▸ **Task statement**: Output the entries below so that they read exactly as they do now.

(Stored items)

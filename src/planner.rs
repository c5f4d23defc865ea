//! # Read Span Planning
//!
//! Groups register definitions of one class into as few read requests as the
//! gateway allows.
//!
//! ## How It Works
//!
//! Definitions are sorted by address and merged greedily. A definition joins
//! the current run when it is *reachable*:
//!
//! - generic profile: `address <= run_end_exclusive + 1`, so one unused
//!   register between two values is read rather than costing a request;
//! - safe profile: `address == run_end_exclusive`, strictly contiguous.
//!
//! Overlapping definitions are always reachable. Each run is then cut into
//! spans no longer than the profile's span limit. Cuts only fall between
//! definitions, so a 32-bit value is never split across two requests.
//!
//! ## Example
//!
//! ```rust
//! use systemair_modbus::{planner, GatewayProfile, RegisterClass, RegisterDefinition};
//!
//! let defs = [
//!     RegisterDefinition::holding("a", 100),
//!     RegisterDefinition::holding("b", 101),
//!     RegisterDefinition::holding("c", 103),
//! ];
//!
//! let spans = planner::plan_spans(&defs, RegisterClass::Holding, &GatewayProfile::generic());
//! assert_eq!(spans.len(), 1);
//! assert_eq!((spans[0].start, spans[0].count), (100, 4));
//! ```

use crate::profile::GatewayProfile;
use crate::register_map::{RegisterClass, RegisterDefinition};

/// One read request worth of registers.
#[derive(Debug, Clone, PartialEq)]
pub struct ReadSpan<'a> {
    pub class: RegisterClass,
    pub start: u16,
    pub count: u16,
    /// Definitions fully contained in `[start, start + count)`.
    pub definitions: Vec<&'a RegisterDefinition>,
}

impl ReadSpan<'_> {
    #[inline]
    pub fn end_exclusive(&self) -> u32 {
        u32::from(self.start) + u32::from(self.count)
    }
}

/// Plan the spans for all definitions of `class`.
pub fn plan_spans<'a, I>(
    definitions: I,
    class: RegisterClass,
    profile: &GatewayProfile,
) -> Vec<ReadSpan<'a>>
where
    I: IntoIterator<Item = &'a RegisterDefinition>,
{
    let mut sorted: Vec<&'a RegisterDefinition> = definitions
        .into_iter()
        .filter(|d| d.class == class)
        .collect();
    if sorted.is_empty() {
        return Vec::new();
    }
    sorted.sort_by_key(|d| d.address);

    let limit = u32::from(profile.span_limit());
    let mut spans = Vec::with_capacity(sorted.len() / 4 + 1);

    for run in merge_runs(&sorted, profile.bridge_gaps) {
        chunk_run(run, class, limit, &mut spans);
    }

    spans
}

/// Plan holding spans followed by input spans.
pub fn plan_all<'a>(
    definitions: &'a [RegisterDefinition],
    profile: &GatewayProfile,
) -> Vec<ReadSpan<'a>> {
    let mut spans = plan_spans(definitions, RegisterClass::Holding, profile);
    spans.extend(plan_spans(definitions, RegisterClass::Input, profile));
    spans
}

/// Split address-sorted definitions into reachable runs.
fn merge_runs<'s, 'a>(
    sorted: &'s [&'a RegisterDefinition],
    bridge_gaps: bool,
) -> Vec<&'s [&'a RegisterDefinition]> {
    let mut runs = Vec::new();
    let mut run_start = 0usize;
    let mut run_end = sorted[0].end_exclusive();

    for (i, def) in sorted.iter().enumerate().skip(1) {
        let addr = u32::from(def.address);
        let reachable = if bridge_gaps {
            addr <= run_end + 1
        } else {
            addr <= run_end
        };

        if reachable {
            run_end = run_end.max(def.end_exclusive());
        } else {
            runs.push(&sorted[run_start..i]);
            run_start = i;
            run_end = def.end_exclusive();
        }
    }
    runs.push(&sorted[run_start..]);

    runs
}

/// Cut one run into spans of at most `limit` registers, between definitions.
fn chunk_run<'a>(
    run: &[&'a RegisterDefinition],
    class: RegisterClass,
    limit: u32,
    out: &mut Vec<ReadSpan<'a>>,
) {
    let mut iter = run.iter();
    let Some(first) = iter.next() else {
        return;
    };

    let mut start = u32::from(first.address);
    let mut end = first.end_exclusive();
    let mut members = vec![*first];

    for def in iter {
        let merged_end = end.max(def.end_exclusive());
        if merged_end - start <= limit {
            end = merged_end;
            members.push(*def);
        } else {
            out.push(span(class, start, end, std::mem::take(&mut members)));
            start = u32::from(def.address);
            end = def.end_exclusive();
            members.push(*def);
        }
    }
    out.push(span(class, start, end, members));
}

fn span<'a>(
    class: RegisterClass,
    start: u32,
    end: u32,
    definitions: Vec<&'a RegisterDefinition>,
) -> ReadSpan<'a> {
    // start comes from a u16 address and end - start <= 125
    ReadSpan {
        class,
        start: start as u16,
        count: (end - start) as u16,
        definitions,
    }
}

▸ **Your solution**:
filename src/planner.rs
repository c5f4d23defc865ea
//! # Read Span Planning
//!
//! Groups register definitions of one class into as few read requests as the
//! gateway allows.
//!
//! ## How It Works
//!
//! Definitions are sorted by address and merged greedily. A definition joins
//! the current run when it is *reachable*:
//!
//! - generic profile: `address <= run_end_exclusive + 1`, so one unused
//!   register between two values is read rather than costing a request;
//! - safe profile: `address == run_end_exclusive`, strictly contiguous.
//!
//! Overlapping definitions are always reachable. Each run is then cut into
//! spans no longer than the profile's span limit. Cuts only fall between
//! definitions, so a 32-bit value is never split across two requests.
//!
//! ## Example
//!
//! ```rust
//! use systemair_modbus::{planner, GatewayProfile, RegisterClass, RegisterDefinition};
//!
//! let defs = [
//!     RegisterDefinition::holding("a", 100),
//!     RegisterDefinition::holding("b", 101),
//!     RegisterDefinition::holding("c", 103),
//! ];
//!
//! let spans = planner::plan_spans(&defs, RegisterClass::Holding, &GatewayProfile::generic());
//! assert_eq!(spans.len(), 1);
//! assert_eq!((spans[0].start, spans[0].count), (100, 4));
//! ```

use crate::profile::GatewayProfile;
use crate::register_map::{RegisterClass, RegisterDefinition};

/// One read request worth of registers.
#[derive(Debug, Clone, PartialEq)]
pub struct ReadSpan<'a> {
    pub class: RegisterClass,
    pub start: u16,
    pub count: u16,
    /// Definitions fully contained in `[start, start + count)`.
    pub definitions: Vec<&'a RegisterDefinition>,
}

impl ReadSpan<'_> {
    #[inline]
    pub fn end_exclusive(&self) -> u32 {
        u32::from(self.start) + u32::from(self.count)
    }
}

/// Plan the spans for all definitions of `class`.
pub fn plan_spans<'a, I>(
    definitions: I,
    class: RegisterClass,
    profile: &GatewayProfile,
) -> Vec<ReadSpan<'a>>
where
    I: IntoIterator<Item = &'a RegisterDefinition>,
{
    let mut sorted: Vec<&'a RegisterDefinition> = definitions
        .into_iter()
        .filter(|d| d.class == class)
        .collect();
    if sorted.is_empty() {
        return Vec::new();
    }
    sorted.sort_by_key(|d| d.address);

    let limit = u32::from(profile.span_limit());
    let mut spans = Vec::with_capacity(sorted.len() / 4 + 1);

    for run in merge_runs(&sorted, profile.bridge_gaps) {
        chunk_run(run, class, limit, &mut spans);
    }

    spans
}

/// Plan holding spans followed by input spans.
pub fn plan_all<'a>(
    definitions: &'a [RegisterDefinition],
    profile: &GatewayProfile,
) -> Vec<ReadSpan<'a>> {
    let mut spans = plan_spans(definitions, RegisterClass::Holding, profile);
    spans.extend(plan_spans(definitions, RegisterClass::Input, profile));
    spans
}

/// Split address-sorted definitions into reachable runs.
fn merge_runs<'s, 'a>(
    sorted: &'s [&'a RegisterDefinition],
    bridge_gaps: bool,
) -> Vec<&'s [&'a RegisterDefinition]> {
    let mut runs = Vec::new();
    let mut run_start = 0usize;
    let mut run_end = sorted[0].end_exclusive();

    for (i, def) in sorted.iter().enumerate().skip(1) {
        let addr = u32::from(def.address);
        let reachable = if bridge_gaps {
            addr <= run_end + 1
        } else {
            addr <= run_end
        };

        if reachable {
            run_end = run_end.max(def.end_exclusive());
        } else {
            runs.push(&sorted[run_start..i]);
            run_start = i;
            run_end = def.end_exclusive();
        }
    }
    runs.push(&sorted[run_start..]);

    runs
}

/// Cut one run into spans of at most `limit` registers, between definitions.
fn chunk_run<'a>(
    run: &[&'a RegisterDefinition],
    class: RegisterClass,
    limit: u32,
    out: &mut Vec<ReadSpan<'a>>,
) {
    let mut iter = run.iter();
    let Some(first) = iter.next() else {
        return;
    };

    let mut start = u32::from(first.address);
    let mut end = first.end_exclusive();
    let mut members = vec![*first];

    for def in iter {
        let merged_end = end.max(def.end_exclusive());
        if merged_end - start <= limit {
            end = merged_end;
            members.push(*def);
        } else {
            out.push(span(class, start, end, std::mem::take(&mut members)));
            start = u32::from(def.address);
            end = def.end_exclusive();
            members.push(*def);
        }
    }
    out.push(span(class, start, end, members));
}

fn span<'a>(
    class: RegisterClass,
    start: u32,
    end: u32,
    definitions: Vec<&'a RegisterDefinition>,
) -> ReadSpan<'a> {
    // start comes from a u16 address and end - start <= 125
    ReadSpan {
        class,
        start: start as u16,
        count: (end - start) as u16,
        definitions,
    }
}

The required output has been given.